Y la
belleza fluye –se autodestruye– a campo
abierto,
se abre,
desnuda su hermetismo y agasaja los sentidos más pobres. El Ángel no es de este
mundo,
ajena se
muestra y revolotea ignota,
asciende
como un sucio pájaro de mil corazones, tan manchada de sangre,
ser
oscuro, hija de la tempestad.
No se
advierte, es de todo punto
innecesario,
es evidente también: la poesía rechaza la interpretación del poeta, su
exégesis,
obvia su
propósito, ah, lo encuentra indigesto y presuntuoso.
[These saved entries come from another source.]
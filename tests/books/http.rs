//! HTTP transport tests.
//!
//! Starts an axum server on an ephemeral port and drives it with reqwest.

use std::sync::Arc;

use bookstore::microsvc::{self, Service};
use bookstore::InMemoryStore;
use serde_json::{json, Value};

use crate::support::full_service;

/// Bind to port 0 and return the base URL.
async fn start_server(service: Service<InMemoryStore>) -> String {
    let app = microsvc::router(Arc::new(service));
    let listener = tokio::net::TcpListener::bind("127.0.0.1:0").await.unwrap();
    let addr = listener.local_addr().unwrap();
    tokio::spawn(async move {
        axum::serve(listener, app).await.unwrap();
    });
    format!("http://{addr}")
}

#[tokio::test]
async fn health_lists_registered_routes() {
    let base = start_server(full_service().named("all-in-one")).await;

    let resp = reqwest::get(format!("{base}/health")).await.unwrap();
    assert_eq!(resp.status(), 200);

    let body: Value = resp.json().await.unwrap();
    assert_eq!(body["ok"], true);
    assert_eq!(body["service"], "all-in-one");
    let routes = body["routes"].as_array().unwrap();
    assert!(routes.iter().any(|r| r == "books.create"));
    assert!(routes.iter().any(|r| r == "years.list"));
}

#[tokio::test]
async fn create_read_update_delete_scenario() {
    let base = start_server(full_service()).await;
    let client = reqwest::Client::new();

    let resp = client
        .post(format!("{base}/api/books"))
        .json(&json!({ "id": "b1", "title": "T", "author": "A" }))
        .send()
        .await
        .unwrap();
    assert_eq!(resp.status(), 201);
    let body: Value = resp.json().await.unwrap();
    assert_eq!(body["book"]["id"], "b1");

    let books: Vec<Value> = client
        .get(format!("{base}/api/books"))
        .send()
        .await
        .unwrap()
        .json()
        .await
        .unwrap();
    assert_eq!(books.len(), 1);
    assert_eq!(books[0]["id"], "b1");

    let resp = client
        .put(format!("{base}/api/books/b1"))
        .json(&json!({ "title": "T2", "author": "A" }))
        .send()
        .await
        .unwrap();
    assert_eq!(resp.status(), 200);

    let resp = client
        .delete(format!("{base}/api/books/b1"))
        .send()
        .await
        .unwrap();
    assert_eq!(resp.status(), 200);
    let body: Value = resp.json().await.unwrap();
    assert_eq!(body, json!({ "deleted_count": 1 }));

    let resp = client
        .delete(format!("{base}/api/books/b1"))
        .send()
        .await
        .unwrap();
    assert_eq!(resp.status(), 404);
}

#[tokio::test]
async fn errors_map_to_status_codes_with_a_message() {
    let base = start_server(full_service()).await;
    let client = reqwest::Client::new();

    let resp = client
        .post(format!("{base}/api/books"))
        .json(&json!({ "id": "b1", "title": "", "author": "A" }))
        .send()
        .await
        .unwrap();
    assert_eq!(resp.status(), 400);
    let body: Value = resp.json().await.unwrap();
    assert!(body["error"].as_str().unwrap().contains("title"));

    client
        .post(format!("{base}/api/books"))
        .json(&json!({ "id": "b1", "title": "T", "author": "A" }))
        .send()
        .await
        .unwrap();
    let resp = client
        .post(format!("{base}/api/books"))
        .json(&json!({ "id": "b1", "title": "T", "author": "A" }))
        .send()
        .await
        .unwrap();
    assert_eq!(resp.status(), 409);

    let resp = client
        .put(format!("{base}/api/books/ghost"))
        .json(&json!({ "title": "T", "author": "A" }))
        .send()
        .await
        .unwrap();
    assert_eq!(resp.status(), 404);
}

#[tokio::test]
async fn malformed_json_is_a_bad_request() {
    let base = start_server(full_service()).await;

    let resp = reqwest::Client::new()
        .post(format!("{base}/api/books"))
        .header("content-type", "application/json")
        .body("{ not json")
        .send()
        .await
        .unwrap();
    assert_eq!(resp.status(), 400);
}

#[tokio::test]
async fn unregistered_routes_are_not_served() {
    let reader = bookstore::register_handlers!(
        Service::new(InMemoryStore::new()),
        bookstore::handlers::books_list,
    );
    let base = start_server(reader).await;

    let resp = reqwest::Client::new()
        .post(format!("{base}/api/books"))
        .json(&json!({ "id": "b1", "title": "T", "author": "A" }))
        .send()
        .await
        .unwrap();
    assert_eq!(resp.status(), 405);
}
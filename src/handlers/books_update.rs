//! Handler: books.update
//!
//! Full replacement of an existing record. Order matters: required
//! fields first, then existence, then the path/body id check.

use tracing::{info, warn};

use crate::book::{validation, BookRecord};
use crate::microsvc::{Context, HandlerError, Reply, Route};
use crate::store::{DocumentStore, DocumentsExt};

pub const ROUTE: Route = Route::put("books.update", "/api/books/:id");

pub fn guard<S>(ctx: &Context<S>) -> bool {
    ctx.has_body()
}

pub fn handle<S: DocumentStore>(ctx: &Context<S>) -> Result<Reply, HandlerError> {
    let id = ctx.param("id")?;
    let book = ctx.input::<BookRecord>()?;
    validation::check_replacement(&book)?;

    let books = ctx.store().documents::<BookRecord>();
    if !books.existence(id)?.is_found() {
        return Err(HandlerError::NotFound(format!("book {}", id)));
    }

    let book = validation::reconcile_id(id, book)?;
    let outcome = books.replace(id, &book)?;
    if outcome.matched_count == 0 {
        warn!(id, "book vanished between existence check and update");
        return Err(HandlerError::Conflict(format!(
            "book {} was modified concurrently",
            id
        )));
    }
    info!(id, "book updated");

    Reply::ok(&outcome)
}
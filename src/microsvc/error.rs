//! Error types for route handlers.

use std::error::Error;

use crate::book::validation::ValidationError;
use crate::store::StoreError;

/// Error type for route handler operations.
#[derive(Debug, thiserror::Error)]
pub enum HandlerError {
    /// No handler registered under this route name.
    #[error("unknown route: {0}")]
    UnknownRoute(String),
    /// Body or path parameter could not be decoded.
    #[error("decode failed: {0}")]
    DecodeFailed(String),
    /// Guard rejected the request before the handler ran.
    #[error("guard rejected request for route: {0}")]
    GuardRejected(String),
    /// Payload failed the validation policy.
    #[error("validation failed: {0}")]
    Validation(#[from] ValidationError),
    /// The addressed record does not exist.
    #[error("not found: {0}")]
    NotFound(String),
    /// The write collides with existing or concurrently changed state.
    #[error("conflict: {0}")]
    Conflict(String),
    /// Store failure (connectivity, I/O, serialization).
    #[error("store error: {0}")]
    Store(#[from] StoreError),
    /// The reply could not be serialized.
    #[error("encode failed: {0}")]
    EncodeFailed(String),
    /// Other error.
    #[error("handler error: {0}")]
    Other(Box<dyn Error + Send + Sync>),
}

impl HandlerError {
    /// Map this error to an HTTP status code.
    pub fn status_code(&self) -> u16 {
        match self {
            HandlerError::UnknownRoute(_) => 404,
            HandlerError::DecodeFailed(_) => 400,
            HandlerError::GuardRejected(_) => 400,
            HandlerError::Validation(_) => 400,
            HandlerError::NotFound(_) => 404,
            HandlerError::Conflict(_) => 409,
            HandlerError::Store(_) => 500,
            HandlerError::EncodeFailed(_) => 500,
            HandlerError::Other(_) => 500,
        }
    }
}
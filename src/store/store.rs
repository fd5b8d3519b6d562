//! DocumentStore - abstract single-document operations over a collection.

use std::collections::BTreeSet;

use serde_json::Value;

use super::{DeleteOutcome, StoreError, UpdateOutcome};
use crate::document::{Document, Stored};

/// Abstract record store.
///
/// Every method is one round trip. Implementations must be safe to share
/// across request handlers; `insert` must be atomic with respect to the
/// id uniqueness check.
pub trait DocumentStore: Send + Sync {
    /// Make sure the collection for `D` exists. Idempotent.
    fn ensure_collection<D: Document>(&self) -> Result<(), StoreError>;

    /// Get a document by application id. Returns None if not found.
    fn find_by_id<D: Document>(&self, id: &str) -> Result<Option<Stored<D>>, StoreError>;

    /// Every document in the collection, in store-native order.
    fn find_all<D: Document>(&self) -> Result<Vec<Stored<D>>, StoreError>;

    /// Insert a new document. Fails with `StoreError::Duplicate` if a
    /// document with the same id exists.
    fn insert<D: Document>(&self, document: &D) -> Result<Stored<D>, StoreError>;

    /// Replace the document stored under `id` with `document`.
    ///
    /// `document.id()` must equal `id`. Matching nothing is not an error;
    /// the outcome reports zero matched documents.
    fn update_by_id<D: Document>(&self, id: &str, document: &D)
        -> Result<UpdateOutcome, StoreError>;

    /// Delete the document stored under `id`. Deleting nothing is not an error.
    fn delete_by_id<D: Document>(&self, id: &str) -> Result<DeleteOutcome, StoreError>;

    /// Distinct non-empty string values of `field` across the collection.
    ///
    /// Scans the whole collection; the result is sorted but callers should
    /// not rely on any order.
    fn distinct<D: Document>(&self, field: &str) -> Result<Vec<String>, StoreError> {
        let mut values = BTreeSet::new();
        for stored in self.find_all::<D>()? {
            let document = serde_json::to_value(&stored.data)?;
            if let Some(value) = document.get(field).and_then(Value::as_str) {
                if !value.is_empty() {
                    values.insert(value.to_string());
                }
            }
        }
        Ok(values.into_iter().collect())
    }
}

pub(crate) fn check_replacement<D: Document>(id: &str, document: &D) -> Result<(), StoreError> {
    if document.id() == id {
        Ok(())
    } else {
        Err(StoreError::IdMismatch {
            expected: id.to_string(),
            actual: document.id().to_string(),
        })
    }
}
La poesía es para los
demás,
no para
el poeta, porque el poeta ha visto y reconoce la soberbia tiranía del beso, el
altruismo obsceno de la maldad
omnipotente:
ha disentido de un alma, abiertamente.
Alma es carne en acción, es verbo y es un salto
ideal hacia lo desvanecido;
alma es trance y garabato, verso sin acento,
verso blanco, inverso, desbaratado verso,
universo a través, océano de garras y
mordiscos, espacio en balde –sauna detrás del Paraíso.
Un Ángel
no tiene nombre (ni espíritu), el suyo es un ritmo de reloj o estrella, una
línea
disuelta
en la inmensidad del sueño, es tiempo en la memoria, niñez, silbo entre
jilgueros ausentes, es una flor
infinita.
Decidlo por primera vez y como nunca, llamadla por su imagen reflejada en el
cielo,
esperad la
epifanía o el regalo; pues su belleza confisca la realidad, acude al rescate
del diamante,
es un
cofre de magia natural, un árbol.
La
verdad es tan dulce como un gramo de hierba, una molécula de humo
en la
nariz. El poeta, tan mustio, derivado de un antes y un después, atrapado en su promesa
de hielo,
oh, contagioso
y formidable retiro.
Dejamos
los nombres, las personas, las mesas y los capiteles, las uvas y el placer. Dejamos
de obrarnos,
forjamos
la carencia, avivamos el descenso, la precariedad del músculo, instauramos una
república
de
obreros sin trabajo que hacer, un espejismo sin genio que lo aumente, un mundo
lleno de soledad,
tan
hermoso como la sombra de lo que no pudo ser y no fue.